SPAC Litigation Risks
With increased scrutiny, SPACs and SPAC targets are seeing a rise in SEC inquiries and stockholder lawsuits. Private plaintiffs may try to find ways to assert claims against not only the SPAC, but also the target and the target’s board of directors for allegedly aiding and abetting the SPAC directors’ breaches of their state law duties. If any conflicts exist or projections turn out differently than reported, lawsuits will also likely allege claims under state law for conflicted transactions and securities fraud under the federal securities laws. SPAC targets with controlling stockholders could also face controller claims if those in control of the target receive different consideration than others in the de-SPAC transaction. In this situation, the target should implement added procedural protections at the very beginning in deciding whether to approve a deal.

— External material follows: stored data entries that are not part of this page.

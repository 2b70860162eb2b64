use std::collections::BTreeMap;

use chrono::NaiveDate;

use super::postgrest::parse_content_range_total;
use super::*;
use crate::model::FieldValue;

fn record(property_number: &str, name: &str) -> NormalizedRecord {
    let mut fields = BTreeMap::new();
    fields.insert(
        "property_name".to_string(),
        FieldValue::Text(name.to_string()),
    );
    fields.insert(
        "register_date".to_string(),
        FieldValue::Date(NaiveDate::from_ymd_opt(2025, 8, 15).unwrap()),
    );
    fields.insert("status".to_string(), FieldValue::Text("거래가능".to_string()));
    fields.insert("shared".to_string(), FieldValue::Bool(true));
    NormalizedRecord {
        property_number: property_number.to_string(),
        fields,
    }
}

#[test]
fn content_range_total_reads_both_forms() {
    assert_eq!(parse_content_range_total("0-24/889"), Some(889));
    assert_eq!(parse_content_range_total("*/0"), Some(0));
    assert_eq!(parse_content_range_total("0-24/*"), None);
    assert_eq!(parse_content_range_total("garbage"), None);
}

#[tokio::test]
async fn sqlite_store_inserts_and_counts() {
    let store = SqliteStore::open_in_memory("properties").expect("in-memory store");

    let inserted = store
        .insert(&[record("202508150001", "A"), record("202508150002", "B")])
        .await
        .expect("insert succeeds");
    assert_eq!(inserted, 2);
    assert_eq!(store.count().await.expect("count"), 2);
    assert_eq!(store.describe(), "sqlite::memory:#properties");
}

#[tokio::test]
async fn sqlite_store_rejects_whole_call_on_duplicate_key() {
    let store = SqliteStore::open_in_memory("properties").expect("in-memory store");
    store
        .insert(&[record("202508150001", "A")])
        .await
        .expect("first insert succeeds");

    let err = store
        .insert(&[record("202508150002", "B"), record("202508150001", "dup")])
        .await
        .expect_err("duplicate key must fail");
    assert!(matches!(err, StoreError::Database(_)));

    // The non-duplicate row in the rejected call was rolled back too.
    assert_eq!(store.count().await.expect("count"), 1);
}

#[tokio::test]
async fn sqlite_store_keeps_record_json() {
    let store = SqliteStore::open_in_memory("listings").expect("in-memory store");
    store
        .insert(&[record("202508150001", "Tower")])
        .await
        .expect("insert succeeds");

    let connection = store.lock().expect("lock");
    let (name, date, raw): (String, String, String) = connection
        .query_row(
            "SELECT property_name, register_date, record_json FROM listings",
            [],
            |row| Ok((row.get(0)?, row.get(1)?, row.get(2)?)),
        )
        .expect("row present");
    assert_eq!(name, "Tower");
    assert_eq!(date, "2025-08-15");

    let json: serde_json::Value = serde_json::from_str(&raw).expect("json column");
    assert_eq!(json["property_number"], "202508150001");
    assert_eq!(json["shared"], true);
}

#[test]
fn open_store_builds_sqlite_backend_on_disk() {
    let dir = std::env::temp_dir().join(format!("realty-store-{}", std::process::id()));
    let config = StoreConfig::Sqlite {
        path: dir.join("realty.sqlite"),
        table: "properties".to_string(),
    };

    let store = open_store(&config).expect("sqlite store opens");
    assert!(store.describe().ends_with("realty.sqlite#properties"));
    assert!(dir.join("realty.sqlite").exists());

    drop(store);
    std::fs::remove_dir_all(&dir).expect("cleanup");
}

#[test]
fn rejected_error_carries_status_and_body() {
    let err = StoreError::Rejected {
        status: 409,
        message: "duplicate key value violates unique constraint".to_string(),
    };
    assert_eq!(
        err.to_string(),
        "store rejected request (409): duplicate key value violates unique constraint"
    );
}

#[tokio::test]
async fn sqlite_latest_property_number_orders_widened_sequences_last() {
    let store = SqliteStore::open_in_memory("properties").expect("in-memory store");
    assert_eq!(
        store.latest_property_number("20250815").await.expect("lookup"),
        None
    );

    store
        .insert(&[
            record("202508149999", "yesterday"),
            record("202508159999", "A"),
            record("2025081510000", "B"),
        ])
        .await
        .expect("insert succeeds");

    assert_eq!(
        store.latest_property_number("20250815").await.expect("lookup"),
        Some("2025081510000".to_string())
    );
    assert_eq!(
        store.latest_property_number("20250814").await.expect("lookup"),
        Some("202508149999".to_string())
    );
}

#[tokio::test]
async fn sqlite_delete_all_empties_the_table() {
    let store = SqliteStore::open_in_memory("properties").expect("in-memory store");
    store
        .insert(&[record("202508150001", "A"), record("202508150002", "B")])
        .await
        .expect("insert succeeds");

    store.delete_all().await.expect("delete succeeds");
    assert_eq!(store.count().await.expect("count"), 0);

    // The same numbers are free again.
    store
        .insert(&[record("202508150001", "A")])
        .await
        .expect("reinsert succeeds");
    assert_eq!(store.count().await.expect("count"), 1);
}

Key Takeaways When Considering SPAC Transactions
These three recent SEC alerts highlight the increased attention on SPAC transactions, and the care sponsors and boards need to take throughout the SPAC transaction process—from the SPAC’s IPO to the de-SPAC transaction. SPAC sponsors and targets should provide careful, complete disclosures surrounding a target’s financial projections and any possible conflicts with insiders.
When making forecasts, the target and SPAC insiders should carefully consider what to disclose as well as appropriate disclaimer language to caution investors. Additionally, if companies choose to only share certain forecasts, they need to be able to justify why a particular forecast was publicly shared and why another one was not. This takes careful planning and drafting considerations of what to disclose so investors can adequately consider the risks of the de-SPAC transaction. Additionally, the SEC alerts show the importance of having good financial teams already in place at the SPAC target before it enters the public market and becomes subject to financial reporting requirements.
Vigilant boards can help avoid SEC inquiries and stockholder lawsuits by making careful and meaningful disclosures along with putting in place any necessary corporate governance processes to protect potential conflicts between insiders and stockholders.